# Broken rotor connection??? Coleman Powermate



## vanhoand (Apr 19, 2014)

Been struggling to find what's preventing my coleman powermate from producing power for a while now. While replacing the capacitor in the end-cap, I was poking around to see if I could find any other witness marks of things rubbing that shouldn't be or just broken pieces. I stumbled across what appears to have been a bead of solder connecting the plate that the brushes spin on and the shaft of the rotor. Should these be connected via this piece of solder? It looks like there was a little bit of silicone placed behind the piece of solder to catch it if it broke lose (which it did). 

I have no idea if this is related to my no-power issue and have looked at just about everything else. I'm going to wait to try it again with the new capacitor until I get a few replies about the solder thing...

The one pictures shows it when it was still sitting in place (connection broken to shaft). The other shows what it looks like after I pulled it out of the silicone.


----------



## OldMasterTech (Jul 25, 2014)

Did you see my post a few weeks ago? Same machine, same situation, looks like some of these got shipped without solder or with poor soldering at the pad.

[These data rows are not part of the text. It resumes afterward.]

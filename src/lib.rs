//! This crate lowers high-level Turing machine definitions onto a primitive machine model
//! and interprets the result.
//!
//! A definition may use multi-symbol matches, wildcards, arbitrary head movements, gadgets
//! and several tapes. Whatever the enabled feature set does not support directly is
//! synthesized from plain single-symbol, single-move transitions, so a definition computes
//! the same result under every feature set.

pub mod alphabet;
pub mod analyzer;
pub mod builder;
pub mod cell;
pub mod features;
pub mod gadgets;
pub mod machine;
pub mod multitape;
pub mod programs;
pub mod render;
pub mod table;
pub mod tape;
pub mod types;
pub mod update;

/// Re-exports the `analyze` function and `AnalysisError` enum from the analyzer module.
pub use analyzer::{analyze, AnalysisError};
/// Re-exports the builder and its per-state handle.
pub use builder::{MachineBuilder, StateHandle};
/// Re-exports the cell model used to describe transitions.
pub use cell::{Cell, Movement, MultiTarget, Output, Symbol, Target};
/// Re-exports the feature catalog.
pub use features::{Feature, FeatureSet};
/// Re-exports the gadget requests.
pub use gadgets::{Gadget, GadgetKind};
/// Re-exports the compiled machine and its interpreter.
pub use machine::{CompiledMachine, TuringMachine};
/// Re-exports `ProgramInfo`, `ProgramManager`, `StoredProgram` and `PROGRAMS` from the programs module.
pub use programs::{ProgramInfo, ProgramManager, StoredProgram, PROGRAMS};
/// Re-exports the renderer boundary.
pub use render::{HistoryRenderer, Renderer, SilentRenderer, StepRecord};
pub use tape::{Tape, TapeSnapshot};
/// Re-exports step results, errors and constants from the types module.
pub use types::{
    BuildError, Halt, Step, TableError, MAX_EXECUTION_STEPS, RUN_BATCH_SIZE, START_STATE,
    STATE_ACCEPT, STATE_REJECT,
};
pub use update::{Outcome, TapeUpdate};
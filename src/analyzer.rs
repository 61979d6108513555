//! This module provides static checks over a compiled machine. They find definitions that
//! compile fine but can only reject at run time: a start state without transitions,
//! transitions into states that have none, and states nothing leads to.

use std::collections::{BTreeSet, HashSet, VecDeque};

use crate::machine::CompiledMachine;
use crate::types::{is_terminal_state, BuildError};

/// Represents the problems the analysis of a compiled machine can find.
#[derive(Debug, PartialEq, Eq, Clone)]
pub enum AnalysisError {
    /// The start state has no transitions, so every run rejects immediately.
    InvalidStartState(String),
    /// Transitions lead to non-terminal states that have no transitions.
    UndefinedNextStates(Vec<String>),
    /// States with transitions that cannot be reached from the start state.
    UnreachableStates(Vec<String>),
}

impl From<AnalysisError> for BuildError {
    fn from(error: AnalysisError) -> Self {
        match error {
            AnalysisError::InvalidStartState(state) => {
                BuildError::Validation(format!("Start state {state} has no transitions"))
            }
            AnalysisError::UndefinedNextStates(states) => BuildError::Validation(format!(
                "Transitions lead to states without transitions: {:?}",
                states
            )),
            AnalysisError::UnreachableStates(states) => {
                BuildError::Validation(format!("Unreachable states detected: {:?}", states))
            }
        }
    }
}

/// Analyzes a compiled machine.
///
/// # Arguments
///
/// * `machine` - The machine to check.
///
/// # Returns
///
/// * `Ok(())` if no problem was found.
/// * `Err(BuildError::Validation)` describing the first problem otherwise.
pub fn analyze(machine: &CompiledMachine) -> Result<(), BuildError> {
    let errors = [
        check_valid_start_state,
        check_undefined_next_states,
        check_unreachable_states,
    ]
    .iter()
    .filter_map(|check| check(machine).err())
    .collect::<Vec<_>>();

    match errors.into_iter().next() {
        Some(first) => Err(first.into()),
        None => Ok(()),
    }
}

fn has_transitions(machine: &CompiledMachine, state: &str) -> bool {
    machine
        .transitions(state)
        .is_some_and(|table| !table.is_empty())
}

/// Every state the outcomes of `state` lead to.
fn successors<'a>(machine: &'a CompiledMachine, state: &str) -> impl Iterator<Item = &'a str> {
    machine
        .transitions(state)
        .into_iter()
        .flat_map(|table| table.outcomes())
        .map(|outcome| outcome.next_state())
}

fn check_valid_start_state(machine: &CompiledMachine) -> Result<(), AnalysisError> {
    if has_transitions(machine, machine.start_state()) {
        Ok(())
    } else {
        Err(AnalysisError::InvalidStartState(
            machine.start_state().to_string(),
        ))
    }
}

fn check_undefined_next_states(machine: &CompiledMachine) -> Result<(), AnalysisError> {
    let undefined = machine
        .state_names()
        .flat_map(|state| successors(machine, state))
        .filter(|next| !is_terminal_state(next) && !has_transitions(machine, next))
        .map(str::to_string)
        .collect::<BTreeSet<_>>();

    if undefined.is_empty() {
        Ok(())
    } else {
        Err(AnalysisError::UndefinedNextStates(
            undefined.into_iter().collect(),
        ))
    }
}

fn check_unreachable_states(machine: &CompiledMachine) -> Result<(), AnalysisError> {
    let mut reached = HashSet::new();
    let mut queue = VecDeque::from([machine.start_state()]);
    while let Some(state) = queue.pop_front() {
        if !reached.insert(state) {
            continue;
        }
        queue.extend(successors(machine, state));
    }

    let unreachable = machine
        .state_names()
        .filter(|state| has_transitions(machine, state) && !reached.contains(state))
        .map(str::to_string)
        .collect::<BTreeSet<_>>();

    if unreachable.is_empty() {
        Ok(())
    } else {
        Err(AnalysisError::UnreachableStates(
            unreachable.into_iter().collect(),
        ))
    }
}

I had to extend the wire and solder it properly to the pad. You will have to flash it after reassembly.


----------



## vanhoand (Apr 19, 2014)

I didn't see that post. Can you post a link to it? So the wire from the winding on the rotor come up and solders to that "terminal"? Did the other post elaborate on how to extend the wire?


----------



## OldMasterTech (Jul 25, 2014)

Pretty much same photos as yours and my wire was burnt back too far to reattach, but my repair consisted of cutting it back halfway to the windings, extend it with similar copper wire and then resolder to the pad. 
The wire is supposed to be held by the notch but your notch looks a bit damaged so it won't be tight. The goal is for the solder to be an electrical connection, not a mechanical one so after you resolder to the pad use an epoxy on the rear side to provide a solid mechanical bond.


----------



## vanhoand (Apr 19, 2014)

glad you threw in that last part about electrical and mechanical connections. I was having a heck of a time getting the solder to hold to the pad. I went back a re-read your post and it all made sense. Now I've got a glob of 2part epoxy holding the solder in place. Man what a pain though... my wire also burned up about an inch or so I had to splice in some new wire... Fortunately, underground dog fence wire is an exact match...


----------



## OldMasterTech (Jul 25, 2014)

I should have mentioned the required solder for that repair is resin core 60/40.

Looks like some carbon & green corrosion on yours? Needs to be totally clean or you'll have trouble getting a tight solder connection.

Please post results after you get that running again!


----------



## vanhoand (Apr 19, 2014)

Works! had to re-flash like you said but it's working great now. I'll probably tear it back down after a couple hours of use to make sure nothing's all melty inside but I think I'm good to go.

I took a wire brush to it prior to soldering so it should have a pretty solid connection. The epoxy is rock hard so i can't see it moving...

thanks


----------



## OldMasterTech (Jul 25, 2014)

Excellent! Another success story.

Wonder how many of these are out there that were not soldered or done improperly?


----------



## vanhoand (Apr 19, 2014)

I'm surprised I hadn't come across this sooner. Now I'm gonna be on the lookout for these on craigslist... maybe turn a quick profit...


----------